(Stored data)

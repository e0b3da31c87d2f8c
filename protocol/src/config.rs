//! # Protocol Configuration & Constants
//!
//! Every wire-level and timing constant used by the resolution layer lives
//! here, next to the runtime configuration structs that let a deployment
//! override them. Two nodes only interoperate if they agree on the values in
//! the "Wire Contract" block; everything else is a local tuning knob.

use std::time::Duration;

use serde::{Deserialize, Serialize};

// ---------------------------------------------------------------------------
// Wire Contract
// ---------------------------------------------------------------------------

/// Stream protocol identifier negotiated for request/response traffic.
/// Streams opened under any other identifier are closed without a reply.
pub const PROTOCOL_ID: &str = "/shardnet/1.0.0";

/// Size of the big-endian length prefix in front of every frame.
pub const LENGTH_PREFIX_SIZE: usize = 4;

/// Largest payload a single frame may carry (16 MiB). A prefix announcing
/// more than this is treated as a framing error before any allocation.
pub const MAX_FRAME_SIZE: u32 = 16 * 1024 * 1024;

/// Version stamped into every request/response envelope.
pub const CODEC_VERSION: u16 = 1;

/// Oldest envelope version this implementation still decodes.
pub const MIN_CODEC_VERSION: u16 = 1;

// ---------------------------------------------------------------------------
// Topic Suffixes
// ---------------------------------------------------------------------------

/// Gossip topic suffix for full blocks.
pub const BLOCK_TOPIC_SUFFIX: &str = "blocks";

/// Gossip topic suffix for headers.
pub const HEADER_TOPIC_SUFFIX: &str = "headers";

/// Gossip topic suffix for transactions.
pub const TRANSACTION_TOPIC_SUFFIX: &str = "transactions";

// ---------------------------------------------------------------------------
// Timing
// ---------------------------------------------------------------------------

/// Default read/write deadline on a stream.
pub const STREAM_TIMEOUT: Duration = Duration::from_secs(10);

/// Number of DHT provider rounds a resolution makes before giving up.
pub const MAX_DHT_QUERY_RETRIES: u32 = 3;

/// Providers requested from the DHT per round.
pub const PEERS_PER_DHT_QUERY: usize = 10;

/// Pause between two DHT rounds.
pub const DHT_QUERY_RETRY_INTERVAL: Duration = Duration::from_secs(5);

/// Upper bound for each service shutdown in `P2pNode::stop`.
pub const SHUTDOWN_TIMEOUT: Duration = Duration::from_secs(5);

// ---------------------------------------------------------------------------
// Capacities
// ---------------------------------------------------------------------------

/// Default number of entries kept per result cache.
pub const DEFAULT_CACHE_CAPACITY: usize = 4096;

/// Bounded channel depth between the gossip receive loop and the node.
pub const GOSSIP_CHANNEL_CAPACITY: usize = 1024;

// ---------------------------------------------------------------------------
// Runtime Configuration
// ---------------------------------------------------------------------------

/// Deadlines and size limits applied to a single framed stream.
///
/// A `None` deadline disables the timeout entirely. That is allowed, but a
/// peer that stops sending mid-frame will then hold its handler task until
/// the connection itself goes away.
#[derive(Debug, Clone, PartialEq, Eq, Serialize, Deserialize)]
pub struct FrameConfig {
    /// Deadline for reading one complete frame.
    #[serde(with = "opt_millis")]
    pub read_timeout: Option<Duration>,
    /// Deadline for writing one complete frame.
    #[serde(with = "opt_millis")]
    pub write_timeout: Option<Duration>,
    /// Largest accepted payload length.
    pub max_frame_size: u32,
}

impl Default for FrameConfig {
    fn default() -> Self {
        Self {
            read_timeout: Some(STREAM_TIMEOUT),
            write_timeout: Some(STREAM_TIMEOUT),
            max_frame_size: MAX_FRAME_SIZE,
        }
    }
}

impl FrameConfig {
    /// Configuration with both deadlines disabled.
    pub fn without_deadlines() -> Self {
        Self {
            read_timeout: None,
            write_timeout: None,
            ..Self::default()
        }
    }
}

/// Retry budget for the DHT stage of a resolution.
#[derive(Debug, Clone, PartialEq, Eq, Serialize, Deserialize)]
pub struct ResolutionConfig {
    /// Number of provider rounds.
    pub max_dht_query_retries: u32,
    /// Providers requested per round.
    pub peers_per_dht_query: usize,
    /// Sleep after a round that produced nothing.
    #[serde(with = "millis")]
    pub dht_query_retry_interval: Duration,
}

impl Default for ResolutionConfig {
    fn default() -> Self {
        Self {
            max_dht_query_retries: MAX_DHT_QUERY_RETRIES,
            peers_per_dht_query: PEERS_PER_DHT_QUERY,
            dht_query_retry_interval: DHT_QUERY_RETRY_INTERVAL,
        }
    }
}

/// Everything a `P2pNode` needs besides its network capabilities.
#[derive(Debug, Clone, PartialEq, Eq, Serialize, Deserialize)]
#[serde(default)]
pub struct NodeConfig {
    /// Stream framing limits.
    pub frame: FrameConfig,
    /// DHT retry budget.
    pub resolution: ResolutionConfig,
    /// Entries per result cache (blocks, headers, transactions).
    pub cache_capacity: usize,
    /// Depth of the gossip delivery channel.
    pub gossip_channel_capacity: usize,
    /// Bootnodes only serve streams; they never join gossip.
    pub bootnode: bool,
    /// Solo nodes may start without any boot peers.
    pub solo: bool,
    /// Peers dialed on start, as base58 peer ids.
    pub bootpeers: Vec<String>,
}

impl Default for NodeConfig {
    fn default() -> Self {
        Self {
            frame: FrameConfig::default(),
            resolution: ResolutionConfig::default(),
            cache_capacity: DEFAULT_CACHE_CAPACITY,
            gossip_channel_capacity: GOSSIP_CHANNEL_CAPACITY,
            bootnode: false,
            solo: false,
            bootpeers: Vec::new(),
        }
    }
}

mod millis {
    use std::time::Duration;

    use serde::{Deserialize, Deserializer, Serializer};

    pub fn serialize<S: Serializer>(d: &Duration, s: S) -> Result<S::Ok, S::Error> {
        s.serialize_u64(d.as_millis() as u64)
    }

    pub fn deserialize<'de, D: Deserializer<'de>>(d: D) -> Result<Duration, D::Error> {
        Ok(Duration::from_millis(u64::deserialize(d)?))
    }
}

mod opt_millis {
    use std::time::Duration;

    use serde::{Deserialize, Deserializer, Serializer};

    pub fn serialize<S: Serializer>(d: &Option<Duration>, s: S) -> Result<S::Ok, S::Error> {
        match d {
            Some(d) => s.serialize_some(&(d.as_millis() as u64)),
            None => s.serialize_none(),
        }
    }

    pub fn deserialize<'de, D: Deserializer<'de>>(d: D) -> Result<Option<Duration>, D::Error> {
        Ok(Option::<u64>::deserialize(d)?.map(Duration::from_millis))
    }
}
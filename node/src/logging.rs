//! # Structured Logging
//!
//! Initializes the `tracing` subscriber with configurable format (JSON or
//! pretty-printed) and environment-based filtering via `RUST_LOG`.
//!
//! All log output is written to stderr so that stdout stays free for the
//! `topic` and `version` subcommands.

use clap::ValueEnum;
use tracing_subscriber::{fmt, layer::SubscriberExt, util::SubscriberInitExt, EnvFilter};

/// Log output format.
#[derive(Debug, Clone, Copy, PartialEq, Eq, ValueEnum)]
pub enum LogFormat {
    /// Human-readable, colored output. Suitable for local development.
    Pretty,
    /// Machine-parseable JSON lines. Suitable for log aggregation.
    Json,
}

/// Initialize the global tracing subscriber.
///
/// Call this exactly once, early in `main()`.
///
/// `RUST_LOG` overrides `default_level` when set, e.g.:
///
/// ```text
/// RUST_LOG=shardnet_protocol=debug,tower_http=debug
/// ```
pub fn init_logging(default_level: &str, format: LogFormat) {
    let env_filter =
        EnvFilter::try_from_default_env().unwrap_or_else(|_| EnvFilter::new(default_level));

    match format {
        LogFormat::Pretty => {
            tracing_subscriber::registry()
                .with(env_filter)
                .with(
                    fmt::layer()
                        .with_writer(std::io::stderr)
                        .with_target(true)
                        .with_file(true)
                        .with_line_number(true),
                )
                .init();
        }
        LogFormat::Json => {
            tracing_subscriber::registry()
                .with(env_filter)
                .with(fmt::layer().json().with_writer(std::io::stderr).with_target(true))
                .init();
        }
    }

    tracing::debug!(?format, "logging initialized");
}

* WHAT YOU HAVE TO DO *
All lines above with "blocks" in them should be returned.

* ANSWER TO THIS TASK *
/// Gossip topic suffix for full blocks.
pub const BLOCK_TOPIC_SUFFIX: &str = "blocks";
    /// Entries per result cache (blocks, headers, transactions).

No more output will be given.